Like the major topics that he addressed, the psychoanalyst Erik Homburger Erikson came into his own in the America of the 1960s. From his newly created position as professor of human development at Harvard, Erikson claimed that there were major psychological differences between men and women, a view that was taken as a challenge and a provocation by the nascent women’s movement. Decades-long studies of troubled youth in several countries culminated in his concepts of “identity” and the “identity crisis,” notions that rapidly entered into the popular culture and took on special meaning for college students, hippies, draft resisters, and aging members of the “beat” generation. Incorporated in his much-praised study of Mahatma Gandhi, which won both the Pulitzer Prize and the National Book Award, Erikson’s notions of identity came to be applied as well to the emerging nations of Africa and Asia.
As the themes and concerns of the 1960s faded, so did much of the aura surrounding Erikson. His concepts, his writings, and even the way in which he led his life came under sharp and often unsympathetic scrutiny. He wrote much less and his work no longer captured public attention. As the social sciences, and society generally, moved on to new concerns, Erikson seemed to some a beleaguered defender of an increasingly discredited Freudian perspective, to others an unduly optimistic chronicler of human nature. By the time of his death in 1994 at age ninety-one, Erikson had been absorbed into a long list of mid-century émigré intellectuals, reduced to a respectful paragraph or two in psychology textbooks.
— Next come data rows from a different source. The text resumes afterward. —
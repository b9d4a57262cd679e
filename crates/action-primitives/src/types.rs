//! Core types for element location and waiting

use std::fmt;

/// How a text selector compares against an element's visible text.
#[derive(Debug, Clone, Copy, PartialEq, Eq)]
pub enum TextMatch {
    /// Case-insensitive substring match on whitespace-normalised text.
    Contains,
    /// JavaScript regular expression tested against the normalised text.
    Regex,
}

/// Element selection strategy
#[derive(Debug, Clone, PartialEq, Eq)]
pub enum Selector {
    Css(String),
    XPath(String),
    /// Deepest elements whose visible text matches.
    Text { text: String, matching: TextMatch },
}

impl Selector {
    pub(crate) fn kind(&self) -> &'static str {
        match self {
            Selector::Css(_) => "css",
            Selector::XPath(_) => "xpath",
            Selector::Text { .. } => "text",
        }
    }
}

impl fmt::Display for Selector {
    fn fmt(&self, f: &mut fmt::Formatter<'_>) -> fmt::Result {
        match self {
            Selector::Css(css) => write!(f, "css={css}"),
            Selector::XPath(xpath) => write!(f, "xpath={xpath}"),
            Selector::Text {
                text,
                matching: TextMatch::Regex,
            } => write!(f, "text=/{text}/"),
            Selector::Text { text, .. } => write!(f, "text={text}"),
        }
    }
}

/// Which of several matches a locator resolves to.
#[derive(Debug, Clone, Copy, PartialEq, Eq, Default)]
pub enum Pick {
    #[default]
    First,
    Last,
    Nth(usize),
}

/// Lazily-resolved element reference.
///
/// A locator is resolved inside the page every time it is used, so it stays
/// valid across re-renders. Nested locators search only inside the element
/// their parent resolves to.
#[derive(Debug, Clone, PartialEq, Eq)]
pub struct Locator {
    pub selector: Selector,
    pub pick: Pick,
    pub parent: Option<Box<Locator>>,
}

impl Locator {
    pub fn new(selector: Selector) -> Self {
        Self {
            selector,
            pick: Pick::First,
            parent: None,
        }
    }

    pub fn css(css: impl Into<String>) -> Self {
        Self::new(Selector::Css(css.into()))
    }

    pub fn xpath(xpath: impl Into<String>) -> Self {
        Self::new(Selector::XPath(xpath.into()))
    }

    pub fn text(text: impl Into<String>) -> Self {
        Self::new(Selector::Text {
            text: text.into(),
            matching: TextMatch::Contains,
        })
    }

    pub fn text_regex(pattern: impl Into<String>) -> Self {
        Self::new(Selector::Text {
            text: pattern.into(),
            matching: TextMatch::Regex,
        })
    }

    /// Child locator scoped to the element this locator resolves to.
    pub fn locate(&self, child: Locator) -> Locator {
        let mut child = child;
        child.parent = Some(Box::new(match child.parent.take() {
            Some(inner) => inner.rebase(self),
            None => self.clone(),
        }));
        child
    }

    fn rebase(self, root: &Locator) -> Locator {
        root.locate(self)
    }

    pub fn first(mut self) -> Self {
        self.pick = Pick::First;
        self
    }

    pub fn last(mut self) -> Self {
        self.pick = Pick::Last;
        self
    }

    pub fn nth(mut self, index: usize) -> Self {
        self.pick = Pick::Nth(index);
        self
    }
}

impl fmt::Display for Locator {
    fn fmt(&self, f: &mut fmt::Formatter<'_>) -> fmt::Result {
        if let Some(parent) = &self.parent {
            write!(f, "{parent} >> ")?;
        }
        write!(f, "{}", self.selector)?;
        match self.pick {
            Pick::First => Ok(()),
            Pick::Last => write!(f, " >> last"),
            Pick::Nth(index) => write!(f, " >> nth={index}"),
        }
    }
}

/// Element state awaited by `wait_for`.
#[derive(Debug, Clone, Copy, PartialEq, Eq, Default)]
pub enum WaitState {
    /// Present in the DOM.
    #[default]
    Attached,
    /// Absent from the DOM.
    Detached,
    /// Present with a non-empty box and not hidden by style.
    Visible,
    /// Absent or not visible.
    Hidden,
}

#[cfg(test)]
mod tests {
    use super::*;

    #[test]
    fn nested_locators_render_outermost_first() {
        let row = Locator::xpath("//div[@class='row']").nth(2);
        let button = row.locate(Locator::css("button").last());
        assert_eq!(
            button.to_string(),
            "xpath=//div[@class='row'] >> nth=2 >> css=button >> last"
        );
    }

    #[test]
    fn locate_keeps_existing_scope_under_new_root() {
        let panel = Locator::css("#panel");
        let list = Locator::css("ul").locate(Locator::text("Barracks"));
        let scoped = panel.locate(list);
        assert_eq!(scoped.to_string(), "css=#panel >> css=ul >> text=Barracks");
    }

    #[test]
    fn text_selectors_show_their_matching_mode() {
        assert_eq!(Locator::text("Log in").to_string(), "text=Log in");
        assert_eq!(Locator::text_regex("^Select all").to_string(), "text=/^Select all/");
    }
}
//! Navigate primitive - Load a URL and wait for DOM ready

use crate::{errors::ActionError, primitives::DefaultActionPrimitives};
use std::time::Instant;
use tracing::{debug, info};

/// Execute navigate primitive
///
/// Steps:
/// 1. Validate URL
/// 2. Issue `Page.navigate` through the adapter
/// 3. Let the adapter poll `document.readyState` within the default timeout
pub async fn execute_navigate(
    primitives: &DefaultActionPrimitives,
    url: &str,
) -> Result<(), ActionError> {
    let start = Instant::now();
    info!(url, "Executing navigate primitive");

    if !validate_url(url) {
        return Err(ActionError::InvalidArgument(format!(
            "Invalid URL: {url}"
        )));
    }

    primitives
        .cdp()
        .navigate(primitives.page(), url, primitives.default_timeout())
        .await?;

    debug!(
        url,
        latency_ms = start.elapsed().as_millis() as u64,
        "Navigation completed"
    );
    Ok(())
}

fn validate_url(url: &str) -> bool {
    !url.is_empty()
        && (url.starts_with("http://")
            || url.starts_with("https://")
            || url.starts_with("file://")
            || url == "about:blank")
}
Already the subject of two books and scores of praising and critical articles, Erikson might seem an unlikely candidate for a new and relatively long study. But the sympathetic portrait of Erik Erikson by the historian Lawrence J. Friedman proves to be well worth reading. Erikson’s unusual life affected his work in ways that are fascinating and revealing, even for those who are not much in sympathy with his ideas. As someone who knew Erikson off and on for thirty years, I might have emphasized somewhat different aspects of his work; yet, in my view, Friedman’s achievement as his biographer is definitive.
Erikson was less of a scholar and more of a seer in both senses of that term: he used his eyes probingly, and he discerned patterns that were invisible to others. A study of Erikson must take up fundamental questions: What did Erikson see? How lasting were his insights? With respect to these issues, Friedman’s achievement is less satisfying.
In a stirring preface to his book, Friedman describes how he presented the ninety-year-old Erikson with photographs of two Danish photographers—one of whom in all likelihood was Erikson’s biological father. (Alas, Erikson was too senile to appreciate that his long search for his biological father might be over.) From his earliest childhood, the man who came to be known as Erik Erikson sensed that his paternity was surrounded by mystery. His Jewish mother, Karla Abrahamsen, had become pregnant, in all likelihood during a brief fling with a Danish Protestant artist and photographer. She subsequently married a Jewish stockbroker named Valdemar Salomonsen, about whom little is known. The marriage was probably unconsummated, and Karla left her native Denmark, perhaps in disgrace, and traveled to Germany.
In Frankfurt, she gave birth to a boy whom she named Erik (perhaps after the biological father) Salomonsen (who was certainly not that father). Young Erik Salomonsen was somewhat sickly and Karla took him to see a pediatrician named Theodor Homburger. Years later Erik recalled his impressions of “that intruder, the bearded doctor with his mysterious instruments,” whom Karla soon married. A condition of marriage was that Erik would be told that Theodor was his biological father; eventually he was formally adopted and reared as Erik Homburger. Yet neither the newly renamed Erik Homburger nor the neighbors were fooled, since Erik was the blond, blue-eyed, light-skinned child of two dark-haired Jews.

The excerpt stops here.